Species of gastropod

Vexillum fuscoapicatum is a species of small sea snail, marine gastropod mollusk in the family Costellariidae, the ribbed miters.

==Description==
The length of the shell varies between 18 mm and 33 mm.

(Original description) The fusiform shell is whitish, stained with brown at the apex, obscurely banded with bluish ash a little below the top of the whorls, and spotted irregularly with brown in the same part, generally between the ribs. The lower half of the body whorl is cinereous brown. The shell consists of ten whorls The one to two apical ones are smooth and globose. The rest are almost flat at the sides, scarcely turreted, longitudinally ribbed and spirally sulcated between the ribs. The latter are about 17 in number on the penultimate whorl, a little arcuate and oblique, about half as broad as the interspaces between them. The spiral cords are interrupted by the ribs, five on the upper whorls, moderately deep and subequidistant.

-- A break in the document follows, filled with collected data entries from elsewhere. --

//! Sample format description and raw byte codec.
//!
//! A [`SampleFormat`] describes how one PCM sample is laid out in memory:
//! physical width, byte order, and whether the encoding is unsigned
//! (offset-binary). Decoding normalizes every supported encoding to a
//! zero-centered signed amplitude by XOR-ing the silence pattern, so the
//! meter and the padding logic never need per-format special cases.

use std::fmt;

/// Description of a single PCM sample encoding.
///
/// Construct one of the named constants ([`SampleFormat::S16_LE`] etc.),
/// parse a classic format name with [`SampleFormat::parse`], or build an
/// arbitrary width with [`SampleFormat::custom`] - the transfer engine moves
/// any width, while metering supports 8/16/24/32 bits only and degrades
/// gracefully elsewhere.
#[derive(Debug, Clone, Copy, PartialEq, Eq)]
pub struct SampleFormat {
    /// Physical sample width in bits (24-bit samples occupy 3 bytes).
    pub bits: u16,
    /// Significant bits per sample; equal to `bits` for the packed formats.
    pub significant_bits: u16,
    /// Little-endian byte order. Irrelevant for 8-bit formats.
    pub little_endian: bool,
    /// Unsigned (offset-binary) encoding; silence sits at mid-scale.
    pub unsigned: bool,
}

impl SampleFormat {
    /// Unsigned 8 bit. The historical default for raw streams.
    pub const U8: Self = Self::new(8, true, true);
    /// Signed 8 bit.
    pub const S8: Self = Self::new(8, true, false);
    /// Signed 16 bit little endian.
    pub const S16_LE: Self = Self::new(16, true, false);
    /// Signed 16 bit big endian.
    pub const S16_BE: Self = Self::new(16, false, false);
    /// Unsigned 16 bit little endian.
    pub const U16_LE: Self = Self::new(16, true, true);
    /// Unsigned 16 bit big endian.
    pub const U16_BE: Self = Self::new(16, false, true);
    /// Signed 24 bit little endian, packed in 3 bytes.
    pub const S24_3LE: Self = Self::new(24, true, false);
    /// Signed 24 bit big endian, packed in 3 bytes.
    pub const S24_3BE: Self = Self::new(24, false, false);
    /// Signed 32 bit little endian.
    pub const S32_LE: Self = Self::new(32, true, false);
    /// Signed 32 bit big endian.
    pub const S32_BE: Self = Self::new(32, false, false);
    /// Unsigned 32 bit little endian.
    pub const U32_LE: Self = Self::new(32, true, true);

    const fn new(bits: u16, little_endian: bool, unsigned: bool) -> Self {
        Self {
            bits,
            significant_bits: bits,
            little_endian,
            unsigned,
        }
    }

    /// Builds a format with an arbitrary physical width.
    ///
    /// Transfers work for any byte-aligned width; metering is only available
    /// for 8/16/24/32 bits and reports the unsupported width once.
    pub const fn custom(bits: u16, little_endian: bool, unsigned: bool) -> Self {
        Self::new(bits, little_endian, unsigned)
    }

    /// Parses a classic format name (`S16_LE`, `U8`, ...), case-insensitive.
    pub fn parse(name: &str) -> Option<Self> {
        let upper = name.to_ascii_uppercase();
        Some(match upper.as_str() {
            "U8" => Self::U8,
            "S8" => Self::S8,
            "S16_LE" | "S16" => Self::S16_LE,
            "S16_BE" => Self::S16_BE,
            "U16_LE" | "U16" => Self::U16_LE,
            "U16_BE" => Self::U16_BE,
            "S24_3LE" => Self::S24_3LE,
            "S24_3BE" => Self::S24_3BE,
            "S32_LE" | "S32" => Self::S32_LE,
            "S32_BE" => Self::S32_BE,
            "U32_LE" | "U32" => Self::U32_LE,
            _ => return None,
        })
    }

    /// Physical bytes per sample.
    pub fn bytes_per_sample(&self) -> usize {
        usize::from(self.bits) / 8
    }

    /// Returns `true` when the width is one the meter can decode.
    pub fn is_meterable(&self) -> bool {
        matches!(self.bits, 8 | 16 | 24 | 32)
    }

    /// The raw bit pattern representing zero amplitude.
    ///
    /// Used both as padding content and as the XOR mask that maps
    /// offset-binary encodings onto the signed scale.
    pub fn silence_pattern(&self) -> u32 {
        if self.unsigned {
            1u32 << (self.bits - 1)
        } else {
            0
        }
    }

    /// Positive full-scale amplitude for percentage computation.
    ///
    /// `1 << (significant_bits - 1)`, saturated to `i32::MAX` when the shift
    /// would overflow (32 significant bits).
    pub fn full_scale(&self) -> i64 {
        if self.significant_bits >= 32 {
            i64::from(i32::MAX)
        } else {
            1i64 << (self.significant_bits - 1)
        }
    }

    /// Decodes a byte span into zero-centered signed amplitudes.
    ///
    /// Returns `false` (leaving `out` untouched) for widths the codec does
    /// not support. Decoding is lossless: the 32-bit negative boundary
    /// `0x8000_0000` stays `i32::MIN` so that [`encode`](Self::encode)
    /// reproduces the input bytes exactly.
    pub fn decode(&self, bytes: &[u8], out: &mut Vec<i32>) -> bool {
        let mask = self.silence_pattern();
        match self.bits {
            8 => {
                let m = mask as u8;
                out.extend(bytes.iter().map(|&b| i32::from((b ^ m) as i8)));
            }
            16 => {
                let m = mask as u16;
                out.extend(bytes.chunks_exact(2).map(|c| {
                    let raw = if self.little_endian {
                        u16::from_le_bytes([c[0], c[1]])
                    } else {
                        u16::from_be_bytes([c[0], c[1]])
                    };
                    i32::from((raw ^ m) as i16)
                }));
            }
            24 => {
                out.extend(bytes.chunks_exact(3).map(|c| {
                    let raw = if self.little_endian {
                        u32::from(c[0]) | u32::from(c[1]) << 8 | u32::from(c[2]) << 16
                    } else {
                        u32::from(c[0]) << 16 | u32::from(c[1]) << 8 | u32::from(c[2])
                    };
                    let val = raw ^ mask;
                    // sign-extend from bit 23
                    if val & 0x80_0000 != 0 {
                        (val | 0xff00_0000) as i32
                    } else {
                        val as i32
                    }
                }));
            }
            32 => {
                out.extend(bytes.chunks_exact(4).map(|c| {
                    let raw = if self.little_endian {
                        u32::from_le_bytes([c[0], c[1], c[2], c[3]])
                    } else {
                        u32::from_be_bytes([c[0], c[1], c[2], c[3]])
                    };
                    (raw ^ mask) as i32
                }));
            }
            _ => return false,
        }
        true
    }

    /// Encodes zero-centered amplitudes back into raw bytes.
    ///
    /// Exact inverse of [`decode`](Self::decode) for the supported widths.
    pub fn encode(&self, amps: &[i32], out: &mut Vec<u8>) -> bool {
        let mask = self.silence_pattern();
        match self.bits {
            8 => {
                let m = mask as u8;
                out.extend(amps.iter().map(|&a| (a as i8 as u8) ^ m));
            }
            16 => {
                let m = mask as u16;
                for &a in amps {
                    let raw = (a as i16 as u16) ^ m;
                    let b = if self.little_endian {
                        raw.to_le_bytes()
                    } else {
                        raw.to_be_bytes()
                    };
                    out.extend_from_slice(&b);
                }
            }
            24 => {
                for &a in amps {
                    let raw = ((a as u32) & 0x00ff_ffff) ^ mask;
                    if self.little_endian {
                        out.extend_from_slice(&[raw as u8, (raw >> 8) as u8, (raw >> 16) as u8]);
                    } else {
                        out.extend_from_slice(&[(raw >> 16) as u8, (raw >> 8) as u8, raw as u8]);
                    }
                }
            }
            32 => {
                for &a in amps {
                    let raw = (a as u32) ^ mask;
                    let b = if self.little_endian {
                        raw.to_le_bytes()
                    } else {
                        raw.to_be_bytes()
                    };
                    out.extend_from_slice(&b);
                }
            }
            _ => return false,
        }
        true
    }

    /// Fills a byte span with the format's silence pattern.
    ///
    /// The span length must be a multiple of the sample size; used for
    /// padding short playback chunks.
    pub fn fill_silence(&self, buf: &mut [u8]) {
        let mut pattern = Vec::with_capacity(self.bytes_per_sample());
        self.encode(&[0], &mut pattern);
        if pattern.is_empty() {
            // widths the codec does not know still get zero padding
            buf.fill(0);
            return;
        }
        for chunk in buf.chunks_mut(pattern.len()) {
            chunk.copy_from_slice(&pattern[..chunk.len()]);
        }
    }

    /// Human-readable description, e.g. `Signed 16 bit Little Endian`.
    pub fn description(&self) -> String {
        let sign = if self.unsigned { "Unsigned" } else { "Signed" };
        if self.bits == 8 {
            format!("{} 8 bit", sign)
        } else {
            let endian = if self.little_endian {
                "Little Endian"
            } else {
                "Big Endian"
            };
            format!("{} {} bit {}", sign, self.bits, endian)
        }
    }
}

impl Default for SampleFormat {
    fn default() -> Self {
        Self::U8
    }
}

impl fmt::Display for SampleFormat {
    fn fmt(&self, f: &mut fmt::Formatter<'_>) -> fmt::Result {
        let sign = if self.unsigned { 'U' } else { 'S' };
        if self.bits == 8 {
            write!(f, "{}8", sign)
        } else {
            let packed = if self.bits == 24 { "_3" } else { "_" };
            let endian = if self.little_endian { "LE" } else { "BE" };
            write!(f, "{}{}{}{}", sign, self.bits, packed, endian)
        }
    }
}

#[cfg(test)]
mod tests {
    use super::*;

    #[test]
    fn test_parse_classic_names() {
        assert_eq!(SampleFormat::parse("s16_le"), Some(SampleFormat::S16_LE));
        assert_eq!(SampleFormat::parse("U8"), Some(SampleFormat::U8));
        assert_eq!(SampleFormat::parse("S24_3BE"), Some(SampleFormat::S24_3BE));
        assert_eq!(SampleFormat::parse("F32_LE"), None);
    }

    #[test]
    fn test_silence_pattern() {
        assert_eq!(SampleFormat::U8.silence_pattern(), 0x80);
        assert_eq!(SampleFormat::S16_LE.silence_pattern(), 0);
        assert_eq!(SampleFormat::U16_LE.silence_pattern(), 0x8000);
        assert_eq!(SampleFormat::U32_LE.silence_pattern(), 0x8000_0000);
    }

    #[test]
    fn test_decode_u8_is_zero_centered() {
        let mut out = Vec::new();
        assert!(SampleFormat::U8.decode(&[0x80, 0x90, 0x70, 0xff, 0x00], &mut out));
        assert_eq!(out, vec![0, 0x10, -0x10, 0x7f, -0x80]);
    }

    #[test]
    fn test_decode_s16_endianness() {
        let mut le = Vec::new();
        SampleFormat::S16_LE.decode(&[0x34, 0x12], &mut le);
        assert_eq!(le, vec![0x1234]);

        let mut be = Vec::new();
        SampleFormat::S16_BE.decode(&[0x12, 0x34], &mut be);
        assert_eq!(be, vec![0x1234]);
    }

    #[test]
    fn test_decode_s24_sign_extension() {
        let mut out = Vec::new();
        // 0xFFFFFF is -1 in 24-bit two's complement
        SampleFormat::S24_3LE.decode(&[0xff, 0xff, 0xff], &mut out);
        assert_eq!(out, vec![-1]);

        out.clear();
        // 0x800000 is the negative boundary
        SampleFormat::S24_3LE.decode(&[0x00, 0x00, 0x80], &mut out);
        assert_eq!(out, vec![-0x80_0000]);
    }

    #[test]
    fn test_decode_s32_boundary_unclamped() {
        let mut out = Vec::new();
        SampleFormat::S32_LE.decode(&[0x00, 0x00, 0x00, 0x80], &mut out);
        assert_eq!(out, vec![i32::MIN]);
    }

    #[test]
    fn test_roundtrip_all_widths() {
        let cases: &[(SampleFormat, Vec<u8>)] = &[
            (SampleFormat::U8, vec![0x00, 0x42, 0x80, 0xff]),
            (SampleFormat::S16_LE, vec![0x01, 0x02, 0xfe, 0xff]),
            (SampleFormat::S16_BE, vec![0x01, 0x02, 0xfe, 0xff]),
            (SampleFormat::U16_LE, vec![0x00, 0x80, 0x12, 0x34]),
            (SampleFormat::S24_3LE, vec![0x01, 0x02, 0x03, 0xfd, 0xfe, 0xff]),
            (SampleFormat::S24_3BE, vec![0x01, 0x02, 0x03, 0xfd, 0xfe, 0xff]),
            (SampleFormat::S32_LE, vec![0x00, 0x00, 0x00, 0x80, 1, 2, 3, 4]),
            (SampleFormat::S32_BE, vec![0x80, 0x00, 0x00, 0x00, 1, 2, 3, 4]),
        ];
        for (fmt, bytes) in cases {
            let mut amps = Vec::new();
            assert!(fmt.decode(bytes, &mut amps), "decode {}", fmt);
            let mut back = Vec::new();
            assert!(fmt.encode(&amps, &mut back), "encode {}", fmt);
            assert_eq!(&back, bytes, "roundtrip {}", fmt);
        }
    }

    #[test]
    fn test_unsupported_width_refuses() {
        let odd = SampleFormat::custom(20, true, false);
        let mut out = Vec::new();
        assert!(!odd.decode(&[0; 4], &mut out));
        assert!(out.is_empty());
        assert!(!odd.is_meterable());
    }

    #[test]
    fn test_fill_silence_u8() {
        let mut buf = [0u8; 6];
        SampleFormat::U8.fill_silence(&mut buf);
        assert_eq!(buf, [0x80; 6]);
    }

    #[test]
    fn test_fill_silence_u16_le() {
        let mut buf = [0u8; 6];
        SampleFormat::U16_LE.fill_silence(&mut buf);
        assert_eq!(buf, [0x00, 0x80, 0x00, 0x80, 0x00, 0x80]);
    }

    #[test]
    fn test_fill_silence_s16_is_zero() {
        let mut buf = [0xaau8; 4];
        SampleFormat::S16_LE.fill_silence(&mut buf);
        assert_eq!(buf, [0; 4]);
    }

    #[test]
    fn test_full_scale() {
        assert_eq!(SampleFormat::U8.full_scale(), 128);
        assert_eq!(SampleFormat::S16_LE.full_scale(), 32768);
        assert_eq!(SampleFormat::S24_3LE.full_scale(), 8_388_608);
        assert_eq!(SampleFormat::S32_LE.full_scale(), i64::from(i32::MAX));
    }

    #[test]
    fn test_display_and_description() {
        assert_eq!(SampleFormat::S16_LE.to_string(), "S16_LE");
        assert_eq!(SampleFormat::S24_3BE.to_string(), "S24_3BE");
        assert_eq!(SampleFormat::U8.to_string(), "U8");
        assert_eq!(
            SampleFormat::S16_LE.description(),
            "Signed 16 bit Little Endian"
        );
    }
}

The ribs on the body whorl are alternate at the base, and at this part are cut across by the oblique transverse grooves, producing nodules upon
them . One of the ridges between the sulci, which is in a line or continuous with the uppermost fold on the columella, is conspicuous, being a little thicker than the rest. The aperture is generally internally lirate, small, narrow, with a white band within a little above the middle, and two interrupted brown zones, one above and the other below the white one. The columella shows a callus near the extremity of the outer lip, with four folds, the two uppermost grooved so as to appear duplex. The short siphonal canal is open recurved.

==Distribution==
This marine species occurs off Japan, Taiwan, and the Philippines.